My mother’s first marriage occurred in China and there was no such tradition for a woman to change her surname after the marriage. So she kept her maiden name for years when she was married to my father. When she got remarried a few years ago in Nashville, Tennessee, we all asked her if she was going to change her name. “No.” She answered, “I published too many academic research papers. Changing my name could hurt my career.”

We all understand that as a researcher, her reputation in the field is everything she has. Being said, after two marriages, my mother still keeps her maiden name. So here you go, a family of three (me, my mother, and my step father) has three last names.

Most of us don’t have the same problem like my mother did especially if we wed at a younger age. Many of my co-workers who hold senior positions within the company don’t have problems after their names are changed. People adapt to their new names after a few months and life goes on.

Whether to change your last name is a very personal choice. I think my mother made a right decision to keep her last name since the hardcopies of the research papers she wrote in every library will not get changed ever again.
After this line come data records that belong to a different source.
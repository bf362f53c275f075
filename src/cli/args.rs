//! CLI argument definitions using clap derive

use crate::cache::key::{DEFAULT_KEY_LENGTH, MAX_KEY_LENGTH};
use crate::config::modules::LATEST;
use crate::config::{ModuleKind, ModuleRef};
use clap::{ArgAction, Args, Parser, Subcommand};
use std::path::PathBuf;

/// Kiln - layer-cached valkey container image builds
///
/// Builds valkey core and runtime images with buildah, reusing a
/// content-addressed cache of intermediate layers between runs.
#[derive(Parser, Debug)]
#[command(name = "kiln")]
#[command(author, version, about, long_about = None)]
#[command(propagate_version = true)]
pub struct Cli {
    /// Subcommand to execute
    #[command(subcommand)]
    pub command: Commands,

    /// Increase verbosity (-v info, -vv debug)
    #[arg(short, long, global = true, action = ArgAction::Count)]
    pub verbose: u8,

    /// Emit logs as JSON lines
    #[arg(long, global = true)]
    pub log_json: bool,

    /// Build spec file path
    #[arg(short, long, global = true, env = "KILN_SPEC")]
    pub spec: Option<PathBuf>,
}

/// Available commands
#[derive(Subcommand, Debug)]
pub enum Commands {
    /// Build or clean the core image (valkey compiled from source)
    Core(CoreArgs),

    /// Build or clean the runtime image
    Runtime(RuntimeArgs),

    /// Build or clean an optional module (valkey-json, valkey-search, valkey-bloom)
    Module(ModuleArgs),

    /// Delete every cache image whose name contains PREFIX
    Prune(PruneArgs),

    /// Print the cache key a step would get
    Key(KeyArgs),
}

/// Arguments for the core command
#[derive(Parser, Debug)]
pub struct CoreArgs {
    #[command(subcommand)]
    pub action: CoreAction,
}

/// Core subcommands
#[derive(Subcommand, Debug)]
pub enum CoreAction {
    /// Build the core image
    Build {
        /// Cache namespace (defaults to <project>/cache/core/<version>)
        #[arg(short, long)]
        cache_prefix: Option<String>,
    },

    /// Delete cached core layers
    DeleteCache(DeleteCacheArgs),
}

/// Arguments for the runtime command
#[derive(Parser, Debug)]
pub struct RuntimeArgs {
    #[command(subcommand)]
    pub action: RuntimeAction,
}

/// Runtime subcommands
#[derive(Subcommand, Debug)]
pub enum RuntimeAction {
    /// Build the runtime image from the core image
    Build(RuntimeBuildArgs),

    /// Delete cached runtime layers
    DeleteCache(DeleteCacheArgs),
}

/// Arguments for runtime build
#[derive(Args, Debug)]
pub struct RuntimeBuildArgs {
    /// Cache namespace (defaults to <project>/cache/runtime/<version>)
    #[arg(short, long)]
    pub cache_prefix: Option<String>,

    /// Image name (defaults to <project>-runtime)
    #[arg(short, long)]
    pub name: Option<String>,

    /// Image tag (defaults to the valkey version)
    #[arg(short, long)]
    pub tag: Option<String>,

    /// Keep the final image's layers instead of squashing them
    #[arg(long)]
    pub no_squash: bool,

    /// Strip the package manager from the final image
    #[arg(long)]
    pub remove_package_manager: bool,

    /// Modules to add, as NAME[=VERSION] separated by commas
    #[arg(short, long, value_delimiter = ',')]
    pub modules: Vec<ModuleRef>,
}

/// Arguments for the module command
#[derive(Parser, Debug)]
pub struct ModuleArgs {
    /// Module name
    pub module: ModuleKind,

    #[command(subcommand)]
    pub action: ModuleAction,
}

/// Module subcommands
#[derive(Subcommand, Debug)]
pub enum ModuleAction {
    /// Build the module image
    Build {
        /// Module version ("latest" uses the spec's current version)
        #[arg(long, default_value = LATEST)]
        module_version: String,

        /// Cache namespace (defaults to <project>/cache/<module>/<module version>)
        #[arg(short, long)]
        cache_prefix: Option<String>,
    },

    /// Delete cached module layers
    DeleteCache {
        /// Module version ("latest" uses the spec's current version)
        #[arg(long, default_value = LATEST)]
        module_version: String,

        #[command(flatten)]
        args: DeleteCacheArgs,
    },
}

/// Arguments for delete-cache
#[derive(Args, Debug)]
pub struct DeleteCacheArgs {
    /// Cache namespace (defaults to the recipe's namespace)
    #[arg(short, long)]
    pub cache_prefix: Option<String>,

    /// Skip confirmation prompt
    #[arg(short, long)]
    pub yes: bool,
}

/// Arguments for the prune command
#[derive(Parser, Debug)]
pub struct PruneArgs {
    /// Substring matched against image names
    pub prefix: String,

    /// Skip confirmation prompt
    #[arg(short, long)]
    pub yes: bool,
}

/// Arguments for the key command
#[derive(Parser, Debug)]
pub struct KeyArgs {
    /// Image the step would run on
    #[arg(short, long)]
    pub image: String,

    /// Step environment (KEY=VALUE)
    #[arg(short, long, value_parser = parse_env_var)]
    pub env: Vec<(String, String)>,

    /// Extra cache-key entries (KEY=VALUE, VALUE parsed as JSON when valid)
    #[arg(short = 'x', long, value_parser = parse_env_var)]
    pub extra: Vec<(String, String)>,

    /// Key length in hex characters (12-64, default 12)
    #[arg(short, long, value_parser = parse_key_length)]
    pub length: Option<usize>,

    /// Step command
    #[arg(last = true, required = true)]
    pub command: Vec<String>,
}

/// Parse a KEY=VALUE pair
fn parse_env_var(s: &str) -> Result<(String, String), String> {
    let pos = s
        .find('=')
        .ok_or_else(|| format!("invalid KEY=VALUE format: no '=' found in '{s}'"))?;
    if pos == 0 {
        return Err(format!("invalid KEY=VALUE format: empty key in '{s}'"));
    }
    Ok((s[..pos].to_string(), s[pos + 1..].to_string()))
}

/// Parse a key length within the supported digest range
fn parse_key_length(s: &str) -> Result<usize, String> {
    let length: usize = s
        .parse()
        .map_err(|_| format!("invalid key length '{s}': expected a number"))?;
    if !(DEFAULT_KEY_LENGTH..=MAX_KEY_LENGTH).contains(&length) {
        return Err(format!(
            "key length must be between {DEFAULT_KEY_LENGTH} and {MAX_KEY_LENGTH}, got {length}"
        ));
    }
    Ok(length)
}

#[cfg(test)]
mod tests {
    use super::*;

    #[test]
    fn parse_env_var_valid() {
        let (k, v) = parse_env_var("CFLAGS=-O2").unwrap();
        assert_eq!(k, "CFLAGS");
        assert_eq!(v, "-O2");
    }

    #[test]
    fn parse_env_var_with_equals() {
        let (k, v) = parse_env_var("FOO=bar=baz").unwrap();
        assert_eq!(k, "FOO");
        assert_eq!(v, "bar=baz");
    }

    #[test]
    fn parse_env_var_invalid() {
        assert!(parse_env_var("FOO").is_err());
        assert!(parse_env_var("=bar").is_err());
    }

    #[test]
    fn cli_parses_core_build() {
        let cli = Cli::parse_from(["kiln", "core", "build", "--cache-prefix", "ci/core"]);
        match cli.command {
            Commands::Core(CoreArgs {
                action: CoreAction::Build { cache_prefix },
            }) => assert_eq!(cache_prefix.as_deref(), Some("ci/core")),
            other => panic!("expected core build, got {other:?}"),
        }
    }

    #[test]
    fn cli_parses_runtime_build_overrides() {
        let cli = Cli::parse_from([
            "kiln", "runtime", "build", "--name", "my/valkey", "--tag", "dev", "--no-squash",
        ]);
        match cli.command {
            Commands::Runtime(RuntimeArgs {
                action: RuntimeAction::Build(args),
            }) => {
                assert_eq!(args.name.as_deref(), Some("my/valkey"));
                assert_eq!(args.tag.as_deref(), Some("dev"));
                assert!(args.no_squash);
                assert!(!args.remove_package_manager);
            }
            other => panic!("expected runtime build, got {other:?}"),
        }
    }

    #[test]
    fn cli_parses_runtime_modules() {
        let cli = Cli::parse_from([
            "kiln", "runtime", "build", "--modules", "valkey-json=1.0.0,valkey-bloom",
        ]);
        match cli.command {
            Commands::Runtime(RuntimeArgs {
                action: RuntimeAction::Build(args),
            }) => assert_eq!(
                args.modules,
                vec![
                    ModuleRef {
                        kind: ModuleKind::ValkeyJson,
                        version: "1.0.0".to_string(),
                    },
                    ModuleRef::latest(ModuleKind::ValkeyBloom),
                ]
            ),
            other => panic!("expected runtime build, got {other:?}"),
        }
    }

    #[test]
    fn runtime_rejects_unknown_module() {
        let err = Cli::try_parse_from(["kiln", "runtime", "build", "--modules", "valkey-graph"])
            .unwrap_err();
        assert!(err.to_string().contains("unknown module 'valkey-graph'"));
    }

    #[test]
    fn cli_parses_module_build() {
        let cli = Cli::parse_from([
            "kiln",
            "module",
            "valkey-search",
            "build",
            "--module-version",
            "1.0.0",
        ]);
        match cli.command {
            Commands::Module(ModuleArgs {
                module,
                action:
                    ModuleAction::Build {
                        module_version,
                        cache_prefix,
                    },
            }) => {
                assert_eq!(module, ModuleKind::ValkeySearch);
                assert_eq!(module_version, "1.0.0");
                assert!(cache_prefix.is_none());
            }
            other => panic!("expected module build, got {other:?}"),
        }
    }

    #[test]
    fn cli_parses_module_delete_cache_defaults() {
        let cli = Cli::parse_from(["kiln", "module", "valkey-json", "delete-cache", "-y"]);
        match cli.command {
            Commands::Module(ModuleArgs {
                action: ModuleAction::DeleteCache { module_version, args },
                ..
            }) => {
                assert_eq!(module_version, "latest");
                assert!(args.yes);
            }
            other => panic!("expected module delete-cache, got {other:?}"),
        }
    }

    #[test]
    fn cli_parses_delete_cache() {
        let cli = Cli::parse_from(["kiln", "runtime", "delete-cache", "-y"]);
        match cli.command {
            Commands::Runtime(RuntimeArgs {
                action: RuntimeAction::DeleteCache(args),
            }) => {
                assert!(args.yes);
                assert!(args.cache_prefix.is_none());
            }
            other => panic!("expected runtime delete-cache, got {other:?}"),
        }
    }

    #[test]
    fn cli_parses_prune() {
        let cli = Cli::parse_from(["kiln", "prune", "valkey/cache", "--yes"]);
        match cli.command {
            Commands::Prune(args) => {
                assert_eq!(args.prefix, "valkey/cache");
                assert!(args.yes);
            }
            other => panic!("expected prune, got {other:?}"),
        }
    }

    #[test]
    fn cli_parses_key() {
        let cli = Cli::parse_from([
            "kiln", "key", "--image", "alpine:3", "--env", "A=1", "--extra", "step=deps", "--",
            "echo", "hi",
        ]);
        match cli.command {
            Commands::Key(args) => {
                assert_eq!(args.image, "alpine:3");
                assert_eq!(args.env, vec![("A".to_string(), "1".to_string())]);
                assert_eq!(args.extra, vec![("step".to_string(), "deps".to_string())]);
                assert_eq!(args.command, vec!["echo", "hi"]);
            }
            other => panic!("expected key, got {other:?}"),
        }
    }

    #[test]
    fn parse_key_length_bounds() {
        assert_eq!(parse_key_length("12").unwrap(), 12);
        assert_eq!(parse_key_length("64").unwrap(), 64);
        assert!(parse_key_length("4").is_err());
        assert!(parse_key_length("65").is_err());
        assert!(parse_key_length("long").is_err());
    }

    #[test]
    fn key_rejects_out_of_range_length() {
        let parsed = |length: &str| {
            Cli::try_parse_from(["kiln", "key", "-i", "alpine:3", "--length", length, "--", "true"])
        };
        assert!(parsed("4").is_err());
        assert!(parsed("100").is_err());
        match parsed("64").unwrap().command {
            Commands::Key(args) => assert_eq!(args.length, Some(64)),
            other => panic!("expected key, got {other:?}"),
        }
    }

    #[test]
    fn key_requires_command() {
        assert!(Cli::try_parse_from(["kiln", "key", "--image", "alpine:3"]).is_err());
    }

    #[test]
    fn global_flags_after_subcommand() {
        let cli = Cli::parse_from(["kiln", "prune", "x", "-vv", "--spec", "b.toml"]);
        assert_eq!(cli.verbose, 2);
        assert_eq!(cli.spec, Some(PathBuf::from("b.toml")));
    }
}
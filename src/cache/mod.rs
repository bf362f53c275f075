//! Layer cache for step-by-step image builds
//!
//! Provides content-addressed caching of intermediate images. The cache is
//! the image store itself: an entry is a tagged image named
//! `<namespace>:<key>`, and no separate index is kept.
//!
//! # Key Chain
//!
//! - Each step key hashes the current image identity plus the step
//! - A hit or a committed miss moves the current image to the entry's tag
//! - A changed step therefore invalidates every step after it
//!
//! # Step Outcomes
//!
//! | Outcome | Executes | Commits | Working container |
//! |---------|----------|---------|-------------------|
//! | Cached | no | no | recreated from cached tag |
//! | Built | yes | yes | kept |

pub mod executor;
pub mod key;
pub mod prune;
pub mod session;

pub use key::{cache_tag, derive_key, StepRequest, DEFAULT_KEY_LENGTH};
pub use prune::{prune, PruneReport};
pub use session::{BuildSession, SessionConfig, SessionState, StepOutcome};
As a bonus, I am a grown child and she doesn’t have to take me to the hospital and being questioned by the nurses anymore.

However, the society is not very forgiving and many people get burned for not changing their last names. Life could be pretty hairy from buying a home to attending a formal social event. I still think my friends’ house they bought years ago has the wife’s name spelled wrong on the title document.

Unless you absolutely have to keep your maiden name, I’d suggest to change it in order to keep a unified family name and live peacefully ever after with your hubby and your kids.

POSTED IN: Fabulous Coffee Break

13 opinions for Change or Not Change The Maiden Name

  • Ingrid
    Nov 16, 2005 at 11:11 am

    In my family - and also in a lot of Puerto Rican ones - women don’t change their last names.

    Recently, my mom - who works in Florida - had to fly to PR to get proof of marriage because the US refused to acknowledge her as married - since she had a different last name from my father.

    Also, all of her female co-workers don’t understand why she wouldn’t change her name. But she told them, “How can a woman be expected to be an individual, when the first thing she does after marriage is give up her identity?”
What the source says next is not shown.